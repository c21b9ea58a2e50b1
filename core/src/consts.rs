//! Process-wide constant table: split 128-bit π, ln 2 and the polynomial
//! coefficient sets. Only the two transcendental significands are written
//! out by hand; everything else derives from them (or from small integers)
//! at first use.

use std::sync::OnceLock;

use crate::float128::Float128;

/// 128-bit significand of π/2; π and π/4 are exact scalings of it
pub const PI_SIG: u128 = 0xC90F_DAA2_2168_C234_C4C6_628B_80DC_1CD1;

/// 128-bit significand of ln 2
pub const LN2_SIG: u128 = 0xB172_17F7_D1CF_79AB_C9E3_B398_03F2_F6AF;

/// High 64 bits of the √2 significand; the fyl2x kernel folds operand
/// significands at this threshold so that m stays in [√½, √2)
pub const SQRT2_SIG_HI: u64 = 0xB504_F333_F9DE_6484;

pub const SIN_TERMS: usize = 16;
pub const COS_TERMS: usize = 16;
pub const ATAN_TERMS: usize = 30;
pub const LOG_TERMS: usize = 24;
pub const EXP_TERMS: usize = 30;

pub struct Constants {
    pub pi: Float128,
    pub pi_half: Float128,
    pub pi_quarter: Float128,
    pub pi_sixth: Float128,
    pub ln2: Float128,
    /// 2/ln 2, converts the artanh series sum into a base-2 logarithm
    pub log2_scale: Float128,
    pub sqrt3: Float128,
    /// tan(π/12) = 2 − √3, the atan range-split threshold
    pub atan_split: Float128,
    /// sin t = t·Σ sin[k]·t^2k, sin[k] = (−1)^k/(2k+1)!
    pub sin: [Float128; SIN_TERMS],
    /// cos t = Σ cos[k]·t^2k, cos[k] = (−1)^k/(2k)!
    pub cos: [Float128; COS_TERMS],
    /// atan t = t·Σ atan[j]·t^2j, atan[j] = (−1)^j/(2j+1), |t| ≤ tan(π/12)
    pub atan: [Float128; ATAN_TERMS],
    /// artanh u = u·Σ artanh[j]·u^2j, artanh[j] = 1/(2j+1)
    pub artanh: [Float128; LOG_TERMS],
    /// e^w − 1 = w·Σ expm1[k]·w^k, expm1[k] = 1/(k+1)!
    pub expm1: [Float128; EXP_TERMS],
}

pub fn table() -> &'static Constants {
    static TABLE: OnceLock<Constants> = OnceLock::new();
    TABLE.get_or_init(Constants::build)
}

impl Constants {
    fn build() -> Self {
        let pi_half = Float128::raw(false, 0, PI_SIG);
        let ln2 = Float128::raw(false, -1, LN2_SIG);
        let sqrt3 = newton_sqrt3();

        let mut sin = [Float128::ONE; SIN_TERMS];
        let mut cos = [Float128::ONE; COS_TERMS];
        for k in 1..SIN_TERMS {
            let k = k as u32;
            sin[k as usize] = sin[k as usize - 1]
                .div(Float128::from_u32(2 * k * (2 * k + 1)))
                .neg();
        }
        for k in 1..COS_TERMS {
            let k = k as u32;
            cos[k as usize] = cos[k as usize - 1]
                .div(Float128::from_u32((2 * k - 1) * (2 * k)))
                .neg();
        }

        let mut atan = [Float128::ONE; ATAN_TERMS];
        for (j, c) in atan.iter_mut().enumerate().skip(1) {
            let recip = Float128::ONE.div(Float128::from_u32(2 * j as u32 + 1));
            *c = if j % 2 == 1 { recip.neg() } else { recip };
        }

        let mut artanh = [Float128::ONE; LOG_TERMS];
        for (j, c) in artanh.iter_mut().enumerate().skip(1) {
            *c = Float128::ONE.div(Float128::from_u32(2 * j as u32 + 1));
        }

        let mut expm1 = [Float128::ONE; EXP_TERMS];
        for k in 1..EXP_TERMS {
            expm1[k] = expm1[k - 1].div(Float128::from_u32(k as u32 + 1));
        }

        Self {
            pi: pi_half.scaled(1),
            pi_half,
            pi_quarter: pi_half.scaled(-1),
            pi_sixth: pi_half.scaled(1).div(Float128::from_u32(6)),
            ln2,
            log2_scale: Float128::ONE.div(ln2).scaled(1),
            sqrt3,
            atan_split: Float128::from_u32(2).sub(sqrt3),
            sin,
            cos,
            atan,
            artanh,
            expm1,
        }
    }
}

/// √3 by Newton iteration from an f64 seed; each step doubles the correct
/// bits, so three steps saturate the 128-bit significand.
fn newton_sqrt3() -> Float128 {
    let three = Float128::from_u32(3);
    let mut s = Float128::from_f64(3f64.sqrt());
    for _ in 0..3 {
        s = s.add(three.div(s)).scaled(-1);
    }
    s
}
+ + + + + + +
Output all the lines above, matching them word for word.

WRITTEN REPLY
repository c21b9ea58a2e50b1
filename core/src/consts.rs
//! Process-wide constant table: split 128-bit π, ln 2 and the polynomial
//! coefficient sets. Only the two transcendental significands are written
//! out by hand; everything else derives from them (or from small integers)
//! at first use.

use std::sync::OnceLock;

use crate::float128::Float128;

/// 128-bit significand of π/2; π and π/4 are exact scalings of it
pub const PI_SIG: u128 = 0xC90F_DAA2_2168_C234_C4C6_628B_80DC_1CD1;

/// 128-bit significand of ln 2
pub const LN2_SIG: u128 = 0xB172_17F7_D1CF_79AB_C9E3_B398_03F2_F6AF;

/// High 64 bits of the √2 significand; the fyl2x kernel folds operand
/// significands at this threshold so that m stays in [√½, √2)
pub const SQRT2_SIG_HI: u64 = 0xB504_F333_F9DE_6484;

pub const SIN_TERMS: usize = 16;
pub const COS_TERMS: usize = 16;
pub const ATAN_TERMS: usize = 30;
pub const LOG_TERMS: usize = 24;
pub const EXP_TERMS: usize = 30;

pub struct Constants {
    pub pi: Float128,
    pub pi_half: Float128,
    pub pi_quarter: Float128,
    pub pi_sixth: Float128,
    pub ln2: Float128,
    /// 2/ln 2, converts the artanh series sum into a base-2 logarithm
    pub log2_scale: Float128,
    pub sqrt3: Float128,
    /// tan(π/12) = 2 − √3, the atan range-split threshold
    pub atan_split: Float128,
    /// sin t = t·Σ sin[k]·t^2k, sin[k] = (−1)^k/(2k+1)!
    pub sin: [Float128; SIN_TERMS],
    /// cos t = Σ cos[k]·t^2k, cos[k] = (−1)^k/(2k)!
    pub cos: [Float128; COS_TERMS],
    /// atan t = t·Σ atan[j]·t^2j, atan[j] = (−1)^j/(2j+1), |t| ≤ tan(π/12)
    pub atan: [Float128; ATAN_TERMS],
    /// artanh u = u·Σ artanh[j]·u^2j, artanh[j] = 1/(2j+1)
    pub artanh: [Float128; LOG_TERMS],
    /// e^w − 1 = w·Σ expm1[k]·w^k, expm1[k] = 1/(k+1)!
    pub expm1: [Float128; EXP_TERMS],
}

pub fn table() -> &'static Constants {
    static TABLE: OnceLock<Constants> = OnceLock::new();
    TABLE.get_or_init(Constants::build)
}

impl Constants {
    fn build() -> Self {
        let pi_half = Float128::raw(false, 0, PI_SIG);
        let ln2 = Float128::raw(false, -1, LN2_SIG);
        let sqrt3 = newton_sqrt3();

        let mut sin = [Float128::ONE; SIN_TERMS];
        let mut cos = [Float128::ONE; COS_TERMS];
        for k in 1..SIN_TERMS {
            let k = k as u32;
            sin[k as usize] = sin[k as usize - 1]
                .div(Float128::from_u32(2 * k * (2 * k + 1)))
                .neg();
        }
        for k in 1..COS_TERMS {
            let k = k as u32;
            cos[k as usize] = cos[k as usize - 1]
                .div(Float128::from_u32((2 * k - 1) * (2 * k)))
                .neg();
        }

        let mut atan = [Float128::ONE; ATAN_TERMS];
        for (j, c) in atan.iter_mut().enumerate().skip(1) {
            let recip = Float128::ONE.div(Float128::from_u32(2 * j as u32 + 1));
            *c = if j % 2 == 1 { recip.neg() } else { recip };
        }

        let mut artanh = [Float128::ONE; LOG_TERMS];
        for (j, c) in artanh.iter_mut().enumerate().skip(1) {
            *c = Float128::ONE.div(Float128::from_u32(2 * j as u32 + 1));
        }

        let mut expm1 = [Float128::ONE; EXP_TERMS];
        for k in 1..EXP_TERMS {
            expm1[k] = expm1[k - 1].div(Float128::from_u32(k as u32 + 1));
        }

        Self {
            pi: pi_half.scaled(1),
            pi_half,
            pi_quarter: pi_half.scaled(-1),
            pi_sixth: pi_half.scaled(1).div(Float128::from_u32(6)),
            ln2,
            log2_scale: Float128::ONE.div(ln2).scaled(1),
            sqrt3,
            atan_split: Float128::from_u32(2).sub(sqrt3),
            sin,
            cos,
            atan,
            artanh,
            expm1,
        }
    }
}

/// √3 by Newton iteration from an f64 seed; each step doubles the correct
/// bits, so three steps saturate the 128-bit significand.
fn newton_sqrt3() -> Float128 {
    let three = Float128::from_u32(3);
    let mut s = Float128::from_f64(3f64.sqrt());
    for _ in 0..3 {
        s = s.add(three.div(s)).scaled(-1);
    }
    s
}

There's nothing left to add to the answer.